God certainly has a great sense of irony. In the same week that Saudi Arabia, an Islamic theocracy, took a small step out of the 18th Century by
easing its ban on female driving, America took a step back into that century by handing a win in the Alabama U.S. Senate Republican primary to Roy Moore, a vehement proponent of a Christian theocracy on U.S. soil.
Sadly, it seems, faith in American-style liberalism is dimming in America just as it is penetrating the remaining bastions of illiberalism in the world.
Moore calls Islam a "fake religion" while spreading the fake news that unnamed Christian communities in Illinois and Indiana are being forced to live under Islamic law or sharia. But why he would find sharia all that troubling is unclear given that his Christianity is its spiritual twin.

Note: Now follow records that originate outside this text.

//! In-process fakes for the engine and page-fetcher seams.

use super::engine::{
    DownloadReport, EngineFailure, EngineOptions, MediaEngine, RawFormat, RawInfo,
};
use super::fetch::PageFetcher;
use super::{MediaService, ServiceConfig};
use anyhow::Result;
use async_trait::async_trait;
use std::collections::HashMap;
use std::path::PathBuf;
use std::sync::{Arc, Mutex};
use std::time::Duration;
use tempfile::TempDir;

type ExtractFn = dyn Fn(&str, &EngineOptions) -> Result<RawInfo, EngineFailure> + Send + Sync;
type DownloadFn = dyn Fn(&str, &EngineOptions) -> Result<DownloadReport, EngineFailure> + Send + Sync;

#[derive(Debug, Clone)]
pub struct Call {
    pub op: &'static str,
    pub url: String,
    pub options: EngineOptions,
}

pub struct FakeEngine {
    extract: Box<ExtractFn>,
    download: Box<DownloadFn>,
    calls: Mutex<Vec<Call>>,
}

impl FakeEngine {
    pub fn new() -> Self {
        Self {
            extract: Box::new(|url: &str, _: &EngineOptions| {
                Err(EngineFailure::Reported(format!("Unsupported URL: {url}")))
            }),
            download: Box::new(|url: &str, _: &EngineOptions| {
                Err(EngineFailure::Reported(format!("Unsupported URL: {url}")))
            }),
            calls: Mutex::new(Vec::new()),
        }
    }

    pub fn on_extract(
        mut self,
        f: impl Fn(&str, &EngineOptions) -> Result<RawInfo, EngineFailure> + Send + Sync + 'static,
    ) -> Self {
        self.extract = Box::new(f);
        self
    }

    pub fn on_download(
        mut self,
        f: impl Fn(&str, &EngineOptions) -> Result<DownloadReport, EngineFailure> + Send + Sync + 'static,
    ) -> Self {
        self.download = Box::new(f);
        self
    }

    pub fn calls(&self) -> Vec<Call> {
        self.calls.lock().unwrap().clone()
    }

    fn record(&self, op: &'static str, url: &str, options: &EngineOptions) {
        self.calls.lock().unwrap().push(Call {
            op,
            url: url.to_string(),
            options: options.clone(),
        });
    }
}

impl MediaEngine for FakeEngine {
    fn name(&self) -> &'static str {
        "fake"
    }

    fn extract_info(&self, url: &str, options: &EngineOptions) -> Result<RawInfo, EngineFailure> {
        self.record("extract", url, options);
        (self.extract)(url, options)
    }

    fn download(&self, url: &str, options: &EngineOptions) -> Result<DownloadReport, EngineFailure> {
        self.record("download", url, options);
        (self.download)(url, options)
    }

    fn probe(&self) -> Result<String, EngineFailure> {
        Ok("0.0-fake".to_string())
    }
}

/// A post with a 1080p combined format and a 128 kbps audio-only format.
pub fn video_info() -> RawInfo {
    RawInfo {
        id: Some("abc".to_string()),
        title: Some("Clip".to_string()),
        formats: Some(vec![
            RawFormat {
                format_id: Some("22".to_string()),
                vcodec: Some("avc1.640028".to_string()),
                acodec: Some("mp4a.40.2".to_string()),
                height: Some(1080),
                ..Default::default()
            },
            RawFormat {
                format_id: Some("140".to_string()),
                vcodec: Some("none".to_string()),
                acodec: Some("mp4a.40.2".to_string()),
                abr: Some(128.0),
                ..Default::default()
            },
        ]),
        ..Default::default()
    }
}

pub fn reported(message: &str) -> EngineFailure {
    EngineFailure::Reported(message.to_string())
}

/// Engine output that could not be parsed.
pub fn malformed() -> EngineFailure {
    match serde_json::from_str::<RawInfo>("not json") {
        Err(e) => EngineFailure::Malformed(e),
        Ok(_) => unreachable!("garbage parsed as engine output"),
    }
}

/// Writes a small file where the output template points and reports it.
pub fn write_file_for(options: &EngineOptions, id: &str) -> DownloadReport {
    let template = options.output_template.as_ref().unwrap();
    let dir = template.parent().unwrap();
    std::fs::create_dir_all(dir).unwrap();
    let path = dir.join(format!("Title [{id}].mp4"));
    std::fs::write(&path, b"data").unwrap();
    DownloadReport {
        files: vec![path],
        failures: Vec::new(),
    }
}

#[derive(Default)]
pub struct FakeFetcher {
    pages: HashMap<String, String>,
    blobs: HashMap<String, Vec<u8>>,
    requests: Mutex<Vec<String>>,
}

impl FakeFetcher {
    pub fn with_page(mut self, url: &str, body: &str) -> Self {
        self.pages.insert(url.to_string(), body.to_string());
        self
    }

    pub fn with_blob(mut self, url: &str, data: &[u8]) -> Self {
        self.blobs.insert(url.to_string(), data.to_vec());
        self
    }

    pub fn requests(&self) -> Vec<String> {
        self.requests.lock().unwrap().clone()
    }
}

#[async_trait]
impl PageFetcher for FakeFetcher {
    async fn fetch_text(&self, url: &str) -> Result<String> {
        self.requests.lock().unwrap().push(url.to_string());
        self.pages
            .get(url)
            .cloned()
            .ok_or_else(|| anyhow::anyhow!("HTTP 404 for {url}"))
    }

    async fn fetch_bytes(&self, url: &str) -> Result<Vec<u8>> {
        self.requests.lock().unwrap().push(url.to_string());
        self.blobs
            .get(url)
            .cloned()
            .ok_or_else(|| anyhow::anyhow!("HTTP 404 for {url}"))
    }
}

pub fn config(root: PathBuf) -> ServiceConfig {
    ServiceConfig {
        download_dir: root,
        socket_timeout: Duration::from_secs(300),
        max_filesize: Some("500M".to_string()),
        max_concurrent: 3,
    }
}

pub fn service(engine: FakeEngine, fetcher: FakeFetcher) -> (MediaService, TempDir) {
    service_with(Arc::new(engine), Arc::new(fetcher))
}

pub fn service_shared(engine: Arc<FakeEngine>, fetcher: FakeFetcher) -> (MediaService, TempDir) {
    service_with(engine, Arc::new(fetcher))
}

pub fn service_with(engine: Arc<FakeEngine>, fetcher: Arc<FakeFetcher>) -> (MediaService, TempDir) {
    let tmp = tempfile::tempdir().unwrap();
    let config = config(tmp.path().join("downloads"));
    let service = MediaService::new(engine, fetcher, config);
    service.dirs().ensure().unwrap();
    (service, tmp)
}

He has twice been defrocked as Chief Justice of the Alabama Supreme Court, first in 2004 for insisting on displaying a massive plaque of the 10 Commandments in his court in defiance of the First Amendment's establishment clause, and then in 2016 for refusing to hand marriage licenses to same-sex couples after the Supreme Court legalized gay marriage. Far from showing regret, he regards these as justified acts of civil disobedience because, like Islamic fundamentalists, he believes that God's law supersedes man's law. Indeed, he considers God to be "the only source of our law, liberty and government" and made the restoration of Christian "virtue and morality" the cornerstone of his campaign. Nor is there much daylight between his idea of Christian virtue and the Islamic strictures that he demonizes.
Moore would ban not just reproductive choice for women but also homosexuality which he has condemned as "abhorrent, immoral, detestable, a crime against nature, and a violation of the laws of nature and of nature's God." In fact, he has repeatedly refused to rule out the death penalty against gays. He considers 9-11 God's retribution against America for "legitimizing sodomy." This means that as far as he is concerned, the 9-11 Islamist were really emissaries of God. Yet he penned purple prose opposing Rep. Keith Ellison, the first Muslim ever to be elected to the House in 2006, from taking his oath of office on the Koran rather than the Bible because, you know, America wasn't settled by folks who brought "a Koran on the pilgrim ship, Mayflower."
Most chilling, however, is that he is the author of the misnamed 2005 Constitution Restoration Act that would give Congress the power to remove any judge who refuses to recognize God as the source of America's law. The bill also seeks to limit the power of the Supreme Court to overrule or punish any state official or judge acting in the name of God's law and, instead, would impeach the judges who take on such cases. Think of it as the Christian version of Taliban rule with slightly more checks-and-balances and fewer beards.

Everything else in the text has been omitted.